EXTRACTED RECORDS Block Start
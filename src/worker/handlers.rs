use axum::{
    Json,
    body::{Body, Bytes},
    extract::State,
    http::{HeaderName, HeaderValue, StatusCode, header},
    response::{IntoResponse, Response},
};
use serde::{Deserialize, Serialize};
use serde_json::{Value, json};
use std::time::Duration;
use tokio_util::io::ReaderStream;

use crate::dispatch::SliceRequest;
use crate::logging::{redact_url, warn_throttled};
use crate::metrics::now_unix_ms;
use crate::worker::{MAX_REQUEST_BYTES, WorkerState, ytdlp::AUDIO_CONTENT_TYPE};

pub(crate) const X_WORKER_ID: HeaderName = HeaderName::from_static("x-worker-id");
pub(crate) const X_VPN_IP: HeaderName = HeaderName::from_static("x-vpn-ip");

#[derive(Debug, Serialize)]
#[serde(rename_all = "camelCase")]
pub(crate) struct WorkerErrorBody {
    pub(crate) error: String,
    pub(crate) blocked: bool,
    pub(crate) worker: String,
    #[serde(skip_serializing_if = "Option::is_none")]
    pub(crate) vpn_down: Option<bool>,
    #[serde(skip_serializing_if = "Option::is_none")]
    pub(crate) simulated: Option<bool>,
}

fn reject(status: StatusCode, body: WorkerErrorBody) -> Response {
    (status, Json(body)).into_response()
}

#[derive(Debug, Serialize)]
#[serde(rename_all = "camelCase")]
pub(crate) struct SimulateBlockResponse {
    pub(crate) worker: String,
    pub(crate) simulate_block: bool,
}

#[derive(Debug, Default, Deserialize)]
pub(crate) struct SimulateBlockRequest {
    #[serde(default)]
    pub(crate) enabled: Option<bool>,
}

pub(crate) async fn health(State(state): State<WorkerState>) -> Json<Value> {
    let (status, ip) = tokio::join!(state.tunnel.vpn_status(), state.tunnel.public_ip());
    let vpn = match ip {
        Ok((_, raw)) => raw,
        Err(err) => json!({ "error": err.to_string() }),
    };
    let vpn_status = match status {
        Ok(raw) => raw,
        Err(err) => json!({ "error": err.to_string() }),
    };
    Json(json!({
        "worker": state.worker_id(),
        "status": "ok",
        "vpn": vpn,
        "vpnStatus": vpn_status,
        "timestamp": now_unix_ms(),
    }))
}

pub(crate) async fn simulate_block_get(
    State(state): State<WorkerState>,
) -> Json<SimulateBlockResponse> {
    Json(SimulateBlockResponse {
        worker: state.worker_id().to_string(),
        simulate_block: state.simulate_block(),
    })
}

/// An empty body (or one without `enabled`) flips the current value.
pub(crate) async fn simulate_block_set(
    State(state): State<WorkerState>,
    body: Bytes,
) -> Result<Json<SimulateBlockResponse>, StatusCode> {
    let req: SimulateBlockRequest = if body.iter().all(u8::is_ascii_whitespace) {
        SimulateBlockRequest::default()
    } else {
        serde_json::from_slice(&body).map_err(|_| StatusCode::BAD_REQUEST)?
    };
    let enabled = req.enabled.unwrap_or(!state.simulate_block());
    state.set_simulate_block(enabled);
    tracing::info!(worker = state.worker_id(), enabled, "simulate-block updated");
    Ok(Json(SimulateBlockResponse {
        worker: state.worker_id().to_string(),
        simulate_block: enabled,
    }))
}

pub(crate) async fn download(State(state): State<WorkerState>, body: Bytes) -> Response {
    let worker = state.worker_id().to_string();
    let bad_request = |error: String| {
        reject(
            StatusCode::BAD_REQUEST,
            WorkerErrorBody {
                error,
                blocked: false,
                worker: worker.clone(),
                vpn_down: None,
                simulated: None,
            },
        )
    };
    if body.len() > MAX_REQUEST_BYTES {
        return bad_request("request body too large".to_string());
    }
    let req: SliceRequest = match serde_json::from_slice(&body) {
        Ok(req) => req,
        Err(err) => return bad_request(format!("invalid request body: {err}")),
    };
    if let Err(msg) = req.validate() {
        return bad_request(msg);
    }

    // Pre-flight: never hand a dead tunnel to the tool.
    let ip = match state.tunnel.require_public_ip().await {
        Ok(info) => info,
        Err(err) => {
            if warn_throttled("worker_preflight_failed", Duration::from_secs(30)) {
                tracing::warn!(worker = %worker, error = %err, "tunnel pre-flight failed");
            }
            return reject(
                StatusCode::SERVICE_UNAVAILABLE,
                WorkerErrorBody {
                    error: format!("VPN not connected: {err}"),
                    blocked: false,
                    worker,
                    vpn_down: Some(true),
                    simulated: None,
                },
            );
        }
    };

    if state.simulate_block() {
        tracing::info!(worker = %worker, "returning simulated block");
        return reject(
            StatusCode::FORBIDDEN,
            WorkerErrorBody {
                error: "Simulated block".to_string(),
                blocked: true,
                worker,
                vpn_down: None,
                simulated: Some(true),
            },
        );
    }

    let path = match state.tool.extract(&req.video_url, req.start_ms, req.end_ms).await {
        Ok(path) => path,
        Err(err) => {
            let blocked = err.is_block();
            tracing::warn!(
                worker = %worker,
                ip = %ip.public_ip,
                url = %redact_url(&req.video_url),
                blocked,
                error = %err,
                "download failed"
            );
            let status = if blocked {
                StatusCode::FORBIDDEN
            } else {
                StatusCode::INTERNAL_SERVER_ERROR
            };
            return reject(
                status,
                WorkerErrorBody {
                    error: err.to_string(),
                    blocked,
                    worker,
                    vpn_down: None,
                    simulated: None,
                },
            );
        }
    };

    let file = match tokio::fs::File::open(&path).await {
        Ok(file) => file,
        Err(err) => {
            return reject(
                StatusCode::INTERNAL_SERVER_ERROR,
                WorkerErrorBody {
                    error: format!("failed to open {}: {err}", path.display()),
                    blocked: false,
                    worker,
                    vpn_down: None,
                    simulated: None,
                },
            );
        }
    };
    let len = file.metadata().await.map(|m| m.len()).ok();
    // The open handle keeps the data readable; nothing else needs the path.
    if let Err(err) = tokio::fs::remove_file(&path).await {
        tracing::debug!(path = %path.display(), error = %err, "failed to unlink finished clip");
    }

    tracing::info!(worker = %worker, ip = %ip.public_ip, bytes = ?len, "streaming clip");
    let mut resp = Response::new(Body::from_stream(ReaderStream::new(file)));
    let headers = resp.headers_mut();
    headers.insert(header::CONTENT_TYPE, HeaderValue::from_static(AUDIO_CONTENT_TYPE));
    if let Some(len) = len {
        headers.insert(header::CONTENT_LENGTH, HeaderValue::from(len));
    }
    if let Ok(v) = HeaderValue::from_str(&worker) {
        headers.insert(X_WORKER_ID, v);
    }
    if let Ok(v) = HeaderValue::from_str(&ip.public_ip) {
        headers.insert(X_VPN_IP, v);
    }
    resp
}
EXTRACTED RECORDS Block End
§ PROBLEM
From the records, copy every line that has the string "HeaderValue" in it.

§ OUTPUT FOR THIS EXERCISE
    http::{HeaderName, HeaderValue, StatusCode, header},
    headers.insert(header::CONTENT_TYPE, HeaderValue::from_static(AUDIO_CONTENT_TYPE));
        headers.insert(header::CONTENT_LENGTH, HeaderValue::from(len));
    if let Ok(v) = HeaderValue::from_str(&worker) {
    if let Ok(v) = HeaderValue::from_str(&ip.public_ip) {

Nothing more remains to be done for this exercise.